C#9でひっそり関数ポインタがC#に追加されました。
別に関数ポインタ自体は新しい機能ではなく、大昔からあります。ただし、C#から扱う構文が追加されたのがC#9です。

C#の関数には、staticな関数と、非staticな関数(いわゆるメソッド)があります。
これらは、似て非なるものです。

class Program()
{
   public static void Hoge()
   {

   }

   public void Fuga()
   {

   }
}

上記の例では、HogeFugaはどちらも同じ引数の関数のように見えます。
しかし、実際には(低レベルには)Fuga関数はProgramのインスタンスを引数として(暗黙的に)取っているのです。
よって、Fuga関数を呼び出すには、関数ポインタの他に、Programのインスタンスが必要です。
実際にILレベルでは、非静的関数を呼び出すにはスタック上にインスタンス=マネージドポインタを積まなければなりません。

疑似ILコード
ldc.i4.0
stloc.0
ldloca.s 0
call System.Int32.ToString
pop
0.ToString();

C#では、これらの違いを意識することなく使えるような関数ポインタに相当する機能として、delegateが導入されました。
delegateは、内部的に関数ポインタと、その関数を呼び出す上で必要な引数への参照を保持しています。
これにより、delegateは、インスタンスメソッドが存在し、さらにGCのために参照を管理しなければならないC#における「安全な関数ポインタ」としての役割を果たすのです。

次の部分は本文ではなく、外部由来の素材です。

#[async_trait]
impl AnalyticsStore for InMemoryAnalyticsStore {
    async fn record_event(&self, event: &AnalyticsEvent) -> Result<()> {
        let mut events = self.events.lock().unwrap();
        let duplicate = events.iter().any(|e| {
            e.session_id == event.session_id
                && e.timestamp == event.timestamp
                && e.query_hash == event.query_hash
        });
        if !duplicate {
            events.push(event.clone());
        }
        Ok(())
    }

    async fn daily_performance(&self, since: DateTime<Utc>) -> Result<Vec<DailyPerformance>> {
        let events = self.events.lock().unwrap();
        let mut by_day: std::collections::BTreeMap<i64, Vec<&AnalyticsEvent>> = std::collections::BTreeMap::new();
        for event in events.iter().filter(|e| e.timestamp >= since) {
            by_day.entry(event.timestamp.timestamp() / 86_400).or_default().push(event);
        }

        Ok(by_day
            .into_iter()
            .map(|(day, events)| {
                let count = events.len() as f64;
                let avg_latency_ms = events.iter().map(|e| e.latency_ms as f64).sum::<f64>() / count;
                let cache_hit_rate = events.iter().filter(|e| e.cache_hit).count() as f64 / count;
                let zero_result_rate = events.iter().filter(|e| e.result_count == 0).count() as f64 / count;
                DailyPerformance {
                    date: DateTime::from_timestamp(day * 86_400, 0).unwrap_or_default(),
                    query_count: events.len() as u64,
                    avg_latency_ms,
                    cache_hit_rate,
                    zero_result_rate,
                }
            })
            .collect())
    }

    async fn events_since(&self, since: DateTime<Utc>) -> Result<Vec<AnalyticsEvent>> {
        Ok(self
            .events
            .lock()
            .unwrap()
            .iter()
            .filter(|e| e.timestamp >= since)
            .cloned()
            .collect())
    }

    async fn facet_usage(&self, _since: DateTime<Utc>) -> Result<Vec<FacetUsage>> {
        Ok(vec![])
    }

    async fn popular_queries(&self, limit: u32) -> Result<Vec<PopularQuery>> {
        let events = self.events.lock().unwrap();
        let mut by_query: std::collections::HashMap<&str, (u64, f64, DateTime<Utc>)> =
            std::collections::HashMap::new();
        for event in events.iter() {
            let entry = by_query
                .entry(event.query.as_str())
                .or_insert((0, 0.0, event.timestamp));
            entry.0 += 1;
            entry.1 += event.result_count as f64;
            entry.2 = entry.2.max(event.timestamp);
        }

        let mut ranked: Vec<(PopularQuery, DateTime<Utc>)> = by_query
            .into_iter()
            .map(|(query, (count, result_sum, last_seen))| {
                (
                    PopularQuery {
                        query: query.to_string(),
                        count,
                        avg_result_count: result_sum / count as f64,
                    },
                    last_seen,
                )
            })
            .collect();

        ranked.sort_by(|a, b| b.0.count.cmp(&a.0.count).then(b.1.cmp(&a.1)));
        ranked.truncate(limit as usize);
        Ok(ranked.into_iter().map(|(pq, _)| pq).collect())
    }

    async fn save_baseline(&self, baseline: &Baseline) -> Result<()> {
        self.baselines.lock().unwrap().push(baseline.clone());
        Ok(())
    }

    async fn latest_baseline(&self) -> Result<Option<Baseline>> {
        Ok(self
            .baselines
            .lock()
            .unwrap()
            .iter()
            .max_by_key(|b| b.computed_at)
            .cloned())
    }

    async fn latest_baseline_for(
        &self,
        scope: BaselineScope,
        store_id: Option<&str>,
        group: &str,
    ) -> Result<Option<Baseline>> {
        Ok(self
            .baselines
            .lock()
            .unwrap()
            .iter()
            .filter(|b| b.scope == scope && b.store_id.as_deref() == store_id && b.group == group)
            .max_by_key(|b| b.computed_at)
            .cloned())
    }

    async fn save_pattern(&self, pattern: &LearnedPattern) -> Result<()> {
        let mut patterns = self.patterns.lock().unwrap();
        if let Some(existing) = patterns.iter_mut().find(|p| p.pattern_id == pattern.pattern_id) {
            *existing = pattern.clone();
        } else {
            patterns.push(pattern.clone());
        }
        Ok(())
    }

    async fn list_patterns(&self) -> Result<Vec<LearnedPattern>> {
        Ok(self.patterns.lock().unwrap().clone())
    }

    async fn delete_pattern(&self, pattern_id: uuid::Uuid) -> Result<()> {
        self.patterns.lock().unwrap().retain(|p| p.pattern_id != pattern_id);
        Ok(())
    }

    async fn purge_older_than(
        &self,
        analytics_before: DateTime<Utc>,
        clicks_before: DateTime<Utc>,
        performance_before: DateTime<Utc>,
    ) -> Result<u64> {
        let mut events = self.events.lock().unwrap();
        let before = events.len();
        events.retain(|e| {
            let cutoff = if e.clicked_external_id.is_some() {
                clicks_before
            } else {
                analytics_before
            };
            e.timestamp >= cutoff
        });
        let mut purged = (before - events.len()) as u64;

        let mut baselines = self.baselines.lock().unwrap();
        let before = baselines.len();
        baselines.retain(|b| b.computed_at >= performance_before);
        purged += (before - baselines.len()) as u64;

        Ok(purged)
    }
}

/// A deterministic embedding provider: each distinct input hashes to the
/// same fixed-dimension vector, so similarity assertions in tests are
/// reproducible without a real upstream model.
pub struct MockEmbeddingProvider {
    dim: usize,
}

impl MockEmbeddingProvider {
    #[must_use]
    pub fn new(dim: usize) -> Self {
        Self { dim: dim.max(1) }
    }
}

impl Default for MockEmbeddingProvider {
    fn default() -> Self {
        Self::new(8)
    }
}

fn deterministic_embedding(bytes: &[u8], dim: usize) -> Vec<f32> {
    use std::collections::hash_map::DefaultHasher;
    use std::hash::{Hash, Hasher};

    let mut embedding = vec![0.0f32; dim];
    for (i, chunk) in bytes.chunks(4.max(bytes.len() / dim.max(1))).enumerate().take(dim) {
        let mut hasher = DefaultHasher::new();
        chunk.hash(&mut hasher);
        let hashed = hasher.finish();
        embedding[i % dim] += (hashed % 1000) as f32 / 1000.0;
    }

    let norm: f32 = embedding.iter().map(|x| x * x).sum::<f32>().sqrt();
    if norm > f32::EPSILON {
        for x in &mut embedding {
            *x /= norm;
        }
    }
    embedding
}

#[async_trait]
impl EmbeddingProvider for MockEmbeddingProvider {
    async fn embed_text(&self, text: &str) -> Result<Vec<f32>> {
        Ok(deterministic_embedding(text.as_bytes(), self.dim))
    }

    async fn embed_image(&self, bytes: &[u8]) -> Result<Vec<f32>> {
        Ok(deterministic_embedding(bytes, self.dim))
    }
}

ところが、delegateは主にインスタンスメソッドの呼び出しの方に最適化されており、静的関数の呼び出しが遅いです。
本来なら余分な処理が入って複雑なインスタンスメソッドの呼び出しより、静的関数の呼び出しのほうが遅いです。
このあたりはすでに記事が出ているので詳細は譲るとして、これでは不便だという声も出てきました。

IL的には、関数のアドレスをスタックにロードするldftn命令と、スタック上の関数ポインタを介して関数を呼び出すcalli命令があり
対応するC#構文さえあれば、delegateでない本当の関数ポインタを使用するのは可能でした。
(実際、C#9以前もILを手打ちすれば可能。)

構文

新しく関数ポインタ型が導入されました。型名は
delegate* <TArg0,TArg1...,TResult>
です。TArgには引数の型を順番に、TResultは戻り値の型に置き換えてください。
関数ポインタもポインタですので、unsafeキーワードとコンパイルオプションが必須です。

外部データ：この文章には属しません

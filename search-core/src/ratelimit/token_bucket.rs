//! Outbound rate limiting toward the embedding provider (spec C4, C1).

use std::time::{Duration, Instant};

use parking_lot::Mutex;

use crate::error::{Error, Result};

struct State {
    tokens: f64,
    last_refill: Instant,
}

/// A classic token bucket: refills continuously at `rate` tokens/sec up to
/// `burst`, consumed one token per outbound call.
pub struct TokenBucket {
    rate: f64,
    burst: f64,
    state: Mutex<State>,
}

impl TokenBucket {
    #[must_use]
    pub fn new(rate: f64, burst: u32) -> Self {
        Self {
            rate,
            burst: f64::from(burst),
            state: Mutex::new(State {
                tokens: f64::from(burst),
                last_refill: Instant::now(),
            }),
        }
    }

    fn refill(&self, state: &mut State, now: Instant) {
        let elapsed = now.saturating_duration_since(state.last_refill).as_secs_f64();
        state.tokens = (state.tokens + elapsed * self.rate).min(self.burst);
        state.last_refill = now;
    }

    /// Attempt to consume one token; returns the wait hint if denied.
    pub fn try_acquire(&self) -> Result<()> {
        let mut state = self.state.lock();
        self.refill(&mut state, Instant::now());

        if state.tokens >= 1.0 {
            state.tokens -= 1.0;
            return Ok(());
        }

        let deficit = 1.0 - state.tokens;
        let retry_after = Duration::from_secs_f64(deficit / self.rate.max(f64::EPSILON));
        Err(Error::Throttled {
            reason: "outbound rate limit exceeded".into(),
            retry_after,
        })
    }

    /// Block (cooperatively yielding) until a token is available or
    /// `deadline` elapses, whichever comes first (spec C4: callers must wait
    /// for a token rather than fail on first denial). On deadline, fails with
    /// [`Error::Throttled`].
    pub async fn acquire(&self, deadline: Duration) -> Result<()> {
        let started = Instant::now();
        loop {
            match self.try_acquire() {
                Ok(()) => return Ok(()),
                Err(err) => {
                    let Error::Throttled { retry_after, .. } = &err else {
                        return Err(err);
                    };
                    let elapsed = started.elapsed();
                    if elapsed >= deadline {
                        return Err(err);
                    }
                    let remaining = deadline - elapsed;
                    tokio::time::sleep((*retry_after).min(remaining)).await;
                }
            }
        }
    }
}

#[cfg(test)]
mod tests {
    use super::*;

    #[test]
    fn burst_capacity_is_immediately_available() {
        let bucket = TokenBucket::new(1.0, 3);
        assert!(bucket.try_acquire().is_ok());
        assert!(bucket.try_acquire().is_ok());
        assert!(bucket.try_acquire().is_ok());
        assert!(bucket.try_acquire().is_err());
    }

    #[test]
    fn denial_carries_a_retry_hint() {
        let bucket = TokenBucket::new(10.0, 1);
        bucket.try_acquire().unwrap();
        match bucket.try_acquire() {
            Err(Error::Throttled { retry_after, .. }) => assert!(retry_after > Duration::ZERO),
            other => panic!("expected Throttled, got {other:?}"),
        }
    }

    #[tokio::test]
    async fn acquire_waits_for_a_refilled_token() {
        let bucket = TokenBucket::new(1000.0, 1);
        bucket.try_acquire().unwrap();
        assert!(bucket.acquire(Duration::from_millis(50)).await.is_ok());
    }

    #[tokio::test]
    async fn acquire_fails_with_throttled_past_its_deadline() {
        let bucket = TokenBucket::new(0.001, 1);
        bucket.try_acquire().unwrap();
        match bucket.acquire(Duration::from_millis(20)).await {
            Err(Error::Throttled { .. }) => {}
            other => panic!("expected Throttled, got {other:?}"),
        }
    }
}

キーワードを使い回していますが、delegateでもジェネリック型でもなく、ただのポインタです。
そのため、void*nint(IntPtr)へのキャストが可能です。

関数のアドレスは、&(関数)で取れます。例えば

delegate* <double,double> sin = &Math.Sin;

のように使います。前述したように、インスタンスメソッドの呼び出しは単純ではないので、今回の関数ポインタ構文ではstaticな関数のアドレスしか取得できません。そもそも関数ポインタが欲しかったのが静的メソッド用ですから、いい妥協点でしょう。
呼び出しは関数ポインタ型の変数に({引数})です。

var result = sin(0.5);

先ほどの例で作成した関数ポインタを呼び出す場合は上記のようになります。

リフレクションから関数ポインタ

リフレクションで取得したMethodInfoからも関数のアドレスが取得できます。

static void Hoge<T0,T1,T2,TRes>()
{
    Assembly asm = typeof(Microsoft.JSInterop.WebAssembly.WebAssemblyJSRuntime).Assembly;
    var method = asm.GetType("WebAssembly.JSInterop.InternalCalls")?.GetMethod("InvokeJS", BindingFlags.Public | BindingFlags.Static);

    var del = (delegate*<IntPtr, IntPtr, T0, T1, T2, TRes>)methodInfo.MakeGenericMethod(typeof(T0), typeof(T1), typeof(T2), typeof(TRes))
                    .MethodHandle.GetFunctionPointer();
}

この例では、internalなクラスに定義されていて通常アクセスできない関数への関数ポインタを無理やり作成しています。
MethodInfoMethodHandleプロパティからMethodHandleを取得し、さらにGetFunctionPointerメソッドを呼ぶことで関数のアドレスが取れます。ジェネリックメソッドの場合はあらかじめMakeGenericMethodしないとエラーになります。
その後、アドレスをキャスト演算子でキャストすれば目的の関数ポインタが得られます。
最初に関数ポインタさえとってしまえば、そのあとの呼び出しのコストが最小限に抑えらえるので、静的関数がターゲットならば実用的ではないでしょうか。